About this exercise => Go through the records and show each line where the word "true" occurs.

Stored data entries
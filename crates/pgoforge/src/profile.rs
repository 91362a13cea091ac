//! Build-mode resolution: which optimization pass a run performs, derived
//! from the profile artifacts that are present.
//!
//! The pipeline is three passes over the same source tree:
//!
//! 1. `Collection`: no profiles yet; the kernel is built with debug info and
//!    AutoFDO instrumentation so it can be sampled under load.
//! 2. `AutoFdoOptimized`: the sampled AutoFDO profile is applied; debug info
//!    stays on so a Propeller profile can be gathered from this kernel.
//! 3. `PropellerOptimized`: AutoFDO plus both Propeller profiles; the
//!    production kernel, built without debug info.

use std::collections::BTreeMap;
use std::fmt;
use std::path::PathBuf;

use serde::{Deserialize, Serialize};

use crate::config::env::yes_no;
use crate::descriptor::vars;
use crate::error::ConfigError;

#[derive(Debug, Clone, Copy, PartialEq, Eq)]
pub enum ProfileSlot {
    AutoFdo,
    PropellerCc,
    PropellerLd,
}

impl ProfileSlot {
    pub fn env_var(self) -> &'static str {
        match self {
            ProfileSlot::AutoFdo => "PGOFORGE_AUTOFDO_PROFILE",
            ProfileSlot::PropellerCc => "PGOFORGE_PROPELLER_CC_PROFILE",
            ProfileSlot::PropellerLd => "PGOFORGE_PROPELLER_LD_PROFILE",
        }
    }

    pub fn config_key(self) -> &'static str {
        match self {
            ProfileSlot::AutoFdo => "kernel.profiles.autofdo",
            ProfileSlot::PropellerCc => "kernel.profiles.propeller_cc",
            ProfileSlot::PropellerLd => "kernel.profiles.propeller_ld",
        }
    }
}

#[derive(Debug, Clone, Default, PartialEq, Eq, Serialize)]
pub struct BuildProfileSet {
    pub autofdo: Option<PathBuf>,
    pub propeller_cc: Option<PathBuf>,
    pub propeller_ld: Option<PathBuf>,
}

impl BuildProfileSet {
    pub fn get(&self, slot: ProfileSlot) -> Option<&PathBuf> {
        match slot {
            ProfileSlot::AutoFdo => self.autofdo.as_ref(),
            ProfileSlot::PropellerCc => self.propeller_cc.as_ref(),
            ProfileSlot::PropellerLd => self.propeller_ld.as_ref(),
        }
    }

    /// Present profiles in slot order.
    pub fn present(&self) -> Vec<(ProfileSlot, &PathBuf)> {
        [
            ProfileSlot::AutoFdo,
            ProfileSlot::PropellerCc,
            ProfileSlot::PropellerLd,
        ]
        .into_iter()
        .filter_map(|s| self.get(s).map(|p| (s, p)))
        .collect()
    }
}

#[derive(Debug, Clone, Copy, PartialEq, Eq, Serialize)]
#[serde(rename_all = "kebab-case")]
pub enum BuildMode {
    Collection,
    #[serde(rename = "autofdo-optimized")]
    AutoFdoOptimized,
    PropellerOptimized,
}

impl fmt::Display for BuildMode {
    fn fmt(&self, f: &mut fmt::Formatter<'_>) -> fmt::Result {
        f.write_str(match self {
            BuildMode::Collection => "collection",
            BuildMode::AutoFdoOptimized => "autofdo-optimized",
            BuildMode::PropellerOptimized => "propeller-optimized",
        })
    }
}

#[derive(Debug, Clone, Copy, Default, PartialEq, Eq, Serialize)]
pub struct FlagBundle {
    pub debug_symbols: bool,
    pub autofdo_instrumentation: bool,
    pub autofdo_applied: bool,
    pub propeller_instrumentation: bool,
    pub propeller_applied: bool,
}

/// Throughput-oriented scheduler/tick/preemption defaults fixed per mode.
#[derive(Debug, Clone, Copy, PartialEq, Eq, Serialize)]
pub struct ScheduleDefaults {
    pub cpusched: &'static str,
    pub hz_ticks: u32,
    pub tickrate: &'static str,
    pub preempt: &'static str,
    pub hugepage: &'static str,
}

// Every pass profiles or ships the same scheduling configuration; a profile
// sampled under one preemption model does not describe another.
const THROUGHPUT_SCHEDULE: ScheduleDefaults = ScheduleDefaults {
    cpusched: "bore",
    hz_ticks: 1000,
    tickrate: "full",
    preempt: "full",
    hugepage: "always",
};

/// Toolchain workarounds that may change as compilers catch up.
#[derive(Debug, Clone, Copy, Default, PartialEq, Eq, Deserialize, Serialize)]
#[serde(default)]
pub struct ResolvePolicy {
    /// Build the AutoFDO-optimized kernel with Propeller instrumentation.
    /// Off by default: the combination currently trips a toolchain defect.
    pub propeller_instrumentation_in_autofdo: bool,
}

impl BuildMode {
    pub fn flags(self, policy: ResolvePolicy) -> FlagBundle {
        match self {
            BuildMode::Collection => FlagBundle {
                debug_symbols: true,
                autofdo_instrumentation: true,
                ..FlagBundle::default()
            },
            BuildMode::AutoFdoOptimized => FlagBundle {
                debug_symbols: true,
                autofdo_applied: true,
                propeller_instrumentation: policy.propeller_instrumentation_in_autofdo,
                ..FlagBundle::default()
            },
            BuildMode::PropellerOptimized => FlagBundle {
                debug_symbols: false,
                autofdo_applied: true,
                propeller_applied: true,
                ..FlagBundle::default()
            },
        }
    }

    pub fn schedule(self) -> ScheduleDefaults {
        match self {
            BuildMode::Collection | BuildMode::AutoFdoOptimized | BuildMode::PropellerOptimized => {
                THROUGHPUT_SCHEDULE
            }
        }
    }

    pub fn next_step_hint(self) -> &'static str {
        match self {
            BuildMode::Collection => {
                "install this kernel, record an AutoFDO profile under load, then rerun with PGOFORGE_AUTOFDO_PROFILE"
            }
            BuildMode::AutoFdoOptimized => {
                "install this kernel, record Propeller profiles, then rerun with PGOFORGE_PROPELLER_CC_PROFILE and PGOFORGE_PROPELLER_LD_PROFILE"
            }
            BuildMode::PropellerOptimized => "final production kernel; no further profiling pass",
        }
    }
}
==
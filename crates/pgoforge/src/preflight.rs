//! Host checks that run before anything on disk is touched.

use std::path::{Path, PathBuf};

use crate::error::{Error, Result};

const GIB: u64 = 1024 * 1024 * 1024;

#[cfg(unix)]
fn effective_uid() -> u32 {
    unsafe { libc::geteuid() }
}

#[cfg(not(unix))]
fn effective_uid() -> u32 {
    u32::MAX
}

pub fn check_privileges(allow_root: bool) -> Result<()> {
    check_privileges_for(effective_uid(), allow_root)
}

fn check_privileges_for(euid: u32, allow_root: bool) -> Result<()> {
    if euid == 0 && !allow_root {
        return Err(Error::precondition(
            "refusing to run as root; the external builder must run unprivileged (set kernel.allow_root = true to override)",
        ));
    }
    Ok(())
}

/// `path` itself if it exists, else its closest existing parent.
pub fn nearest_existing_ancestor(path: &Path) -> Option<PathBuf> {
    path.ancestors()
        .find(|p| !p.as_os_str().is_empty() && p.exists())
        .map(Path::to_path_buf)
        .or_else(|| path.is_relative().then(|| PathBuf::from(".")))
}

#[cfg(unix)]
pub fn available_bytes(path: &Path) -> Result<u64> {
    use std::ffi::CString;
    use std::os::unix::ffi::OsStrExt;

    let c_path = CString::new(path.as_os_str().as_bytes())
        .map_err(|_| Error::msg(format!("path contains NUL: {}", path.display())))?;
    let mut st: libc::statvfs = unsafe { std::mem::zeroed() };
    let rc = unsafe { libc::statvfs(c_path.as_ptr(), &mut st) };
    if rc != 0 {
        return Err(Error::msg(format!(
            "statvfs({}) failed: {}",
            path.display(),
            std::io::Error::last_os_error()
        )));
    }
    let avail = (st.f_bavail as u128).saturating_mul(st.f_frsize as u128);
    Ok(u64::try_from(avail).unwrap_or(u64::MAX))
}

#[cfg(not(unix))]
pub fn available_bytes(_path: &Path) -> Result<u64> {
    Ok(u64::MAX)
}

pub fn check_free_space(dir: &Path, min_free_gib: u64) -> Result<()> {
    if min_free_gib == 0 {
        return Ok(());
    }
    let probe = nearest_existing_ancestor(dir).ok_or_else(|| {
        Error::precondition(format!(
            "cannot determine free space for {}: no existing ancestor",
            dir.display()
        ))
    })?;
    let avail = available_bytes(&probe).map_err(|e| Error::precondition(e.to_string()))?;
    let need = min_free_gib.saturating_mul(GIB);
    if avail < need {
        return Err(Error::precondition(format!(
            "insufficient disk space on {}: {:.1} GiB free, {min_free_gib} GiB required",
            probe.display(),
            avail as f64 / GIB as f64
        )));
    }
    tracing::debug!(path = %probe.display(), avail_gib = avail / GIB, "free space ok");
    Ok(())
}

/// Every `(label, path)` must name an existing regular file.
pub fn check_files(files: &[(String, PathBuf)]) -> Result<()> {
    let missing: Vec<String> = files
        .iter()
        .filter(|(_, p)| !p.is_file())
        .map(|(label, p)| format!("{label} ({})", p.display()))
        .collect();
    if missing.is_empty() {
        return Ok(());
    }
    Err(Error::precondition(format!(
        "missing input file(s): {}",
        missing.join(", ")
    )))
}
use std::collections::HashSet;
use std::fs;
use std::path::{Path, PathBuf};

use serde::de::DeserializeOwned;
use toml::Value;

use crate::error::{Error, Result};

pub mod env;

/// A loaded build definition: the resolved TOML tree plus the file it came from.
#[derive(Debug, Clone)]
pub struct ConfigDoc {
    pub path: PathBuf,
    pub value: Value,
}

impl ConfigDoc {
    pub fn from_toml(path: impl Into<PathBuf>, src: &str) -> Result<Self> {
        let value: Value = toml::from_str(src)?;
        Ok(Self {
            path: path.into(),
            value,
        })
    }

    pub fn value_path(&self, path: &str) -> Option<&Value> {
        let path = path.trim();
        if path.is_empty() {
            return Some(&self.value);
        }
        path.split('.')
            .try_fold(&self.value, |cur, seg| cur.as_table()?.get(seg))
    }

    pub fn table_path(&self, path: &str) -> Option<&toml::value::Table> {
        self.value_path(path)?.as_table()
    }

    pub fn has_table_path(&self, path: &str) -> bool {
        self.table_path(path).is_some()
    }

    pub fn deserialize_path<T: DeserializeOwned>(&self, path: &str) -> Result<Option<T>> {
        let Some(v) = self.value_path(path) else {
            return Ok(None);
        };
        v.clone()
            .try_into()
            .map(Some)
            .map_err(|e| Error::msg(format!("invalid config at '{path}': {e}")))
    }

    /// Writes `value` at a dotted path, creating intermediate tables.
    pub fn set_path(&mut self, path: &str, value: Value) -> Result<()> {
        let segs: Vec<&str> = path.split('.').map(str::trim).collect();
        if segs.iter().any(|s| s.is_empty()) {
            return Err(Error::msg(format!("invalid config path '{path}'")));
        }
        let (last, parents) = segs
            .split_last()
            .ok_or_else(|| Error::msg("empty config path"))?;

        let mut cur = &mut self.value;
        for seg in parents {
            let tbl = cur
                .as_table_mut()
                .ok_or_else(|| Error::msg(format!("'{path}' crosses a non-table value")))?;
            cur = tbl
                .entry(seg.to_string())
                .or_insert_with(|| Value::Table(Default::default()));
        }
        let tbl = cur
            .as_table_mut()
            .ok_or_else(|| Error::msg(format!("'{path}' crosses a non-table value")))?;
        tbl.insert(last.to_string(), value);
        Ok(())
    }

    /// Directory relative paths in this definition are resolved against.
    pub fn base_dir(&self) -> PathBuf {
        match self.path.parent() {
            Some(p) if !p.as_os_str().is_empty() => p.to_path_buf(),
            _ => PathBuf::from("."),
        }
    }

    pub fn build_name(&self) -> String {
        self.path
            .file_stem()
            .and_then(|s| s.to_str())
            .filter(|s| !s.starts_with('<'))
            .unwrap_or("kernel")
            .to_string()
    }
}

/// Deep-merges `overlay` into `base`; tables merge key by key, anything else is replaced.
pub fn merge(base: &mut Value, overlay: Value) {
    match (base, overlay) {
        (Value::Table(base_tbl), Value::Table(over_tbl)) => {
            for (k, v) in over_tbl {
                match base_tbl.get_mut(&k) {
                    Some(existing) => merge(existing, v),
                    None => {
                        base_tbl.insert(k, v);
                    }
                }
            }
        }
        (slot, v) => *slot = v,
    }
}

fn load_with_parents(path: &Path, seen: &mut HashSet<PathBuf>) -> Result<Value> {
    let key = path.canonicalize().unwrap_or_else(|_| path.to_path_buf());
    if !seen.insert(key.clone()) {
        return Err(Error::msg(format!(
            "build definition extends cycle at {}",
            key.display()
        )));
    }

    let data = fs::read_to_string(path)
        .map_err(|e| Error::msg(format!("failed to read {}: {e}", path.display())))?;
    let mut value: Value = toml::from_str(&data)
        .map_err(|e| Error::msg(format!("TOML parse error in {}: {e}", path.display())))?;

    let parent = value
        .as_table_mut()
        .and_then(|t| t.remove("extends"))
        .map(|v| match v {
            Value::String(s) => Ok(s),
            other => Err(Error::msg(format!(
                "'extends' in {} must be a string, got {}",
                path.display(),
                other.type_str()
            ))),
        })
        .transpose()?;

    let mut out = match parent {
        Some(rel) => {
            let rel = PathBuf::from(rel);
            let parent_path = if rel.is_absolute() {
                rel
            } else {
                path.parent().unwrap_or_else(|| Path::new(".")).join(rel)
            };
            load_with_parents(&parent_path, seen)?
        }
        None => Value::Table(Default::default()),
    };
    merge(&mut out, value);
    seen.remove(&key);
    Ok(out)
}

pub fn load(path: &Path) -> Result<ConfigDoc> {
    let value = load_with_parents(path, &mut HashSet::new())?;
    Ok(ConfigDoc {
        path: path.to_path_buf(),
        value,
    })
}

Response area =>
                debug_symbols: true,
                autofdo_instrumentation: true,
                debug_symbols: true,
                autofdo_applied: true,
                autofdo_applied: true,
                propeller_applied: true,
            "refusing to run as root; the external builder must run unprivileged (set kernel.allow_root = true to override)",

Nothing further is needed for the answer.